Nothing here says demos are bad. Demos answer a real question — can this work? — and answering it is how projects earn the right to continue. The failure is epistemic: promoting a possibility proof into a reliability claim. The teams that launch well hold both statements separately. The demo says the agent can work. Only a production-shaped test can say it probably will — for the actual, various, impatient, wonderfully non-median people about to show up.

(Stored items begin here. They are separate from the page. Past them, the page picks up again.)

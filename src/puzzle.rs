//! Tiling puzzles as exact cover problems: pieces, boards, and the
//! calendar puzzle built from them.

pub mod board;
pub mod calendar;
pub mod shape;

pub use board::{Board, Column, Placement, Tiling};
pub use calendar::Month;
pub use shape::{Piece, Shape};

Between those two statements is the reliability gap. Cross it before your users measure it for you.

FAQ

What is the AI agent reliability gap?

It's the gap between how an agent performs under demo conditions — author-phrased prompts, happy paths, single turns, a forgiving audience — and how it performs against the production distribution of real users. The agent doesn't change between demo day and launch day; the input distribution does.

Why do AI agents work in demos but fail in production?

Because a demo samples a tiny, biased slice of inputs: questions phrased by the people who built the agent, about scenarios it handles well, usually one turn deep. Production samples thousands of distinct people with unfamiliar phrasing, missing context, follow-ups, and edge cases the demo never touched.

How do you make an AI agent reliable before production?

Test it against a production-shaped distribution instead of a hand-picked script: many distinct simulated users, multi-turn conversations, results broken down by cohort rather than averaged, and reproducible runs so every failure becomes a regression test.

Is a successful demo evidence that an agent works?

It's weak evidence. A demo proves existence — there are inputs the agent handles well — not reliability, which is a claim about the proportion and distribution of inputs it handles. Those are different statistical statements, and conflating them is why launches surprise teams.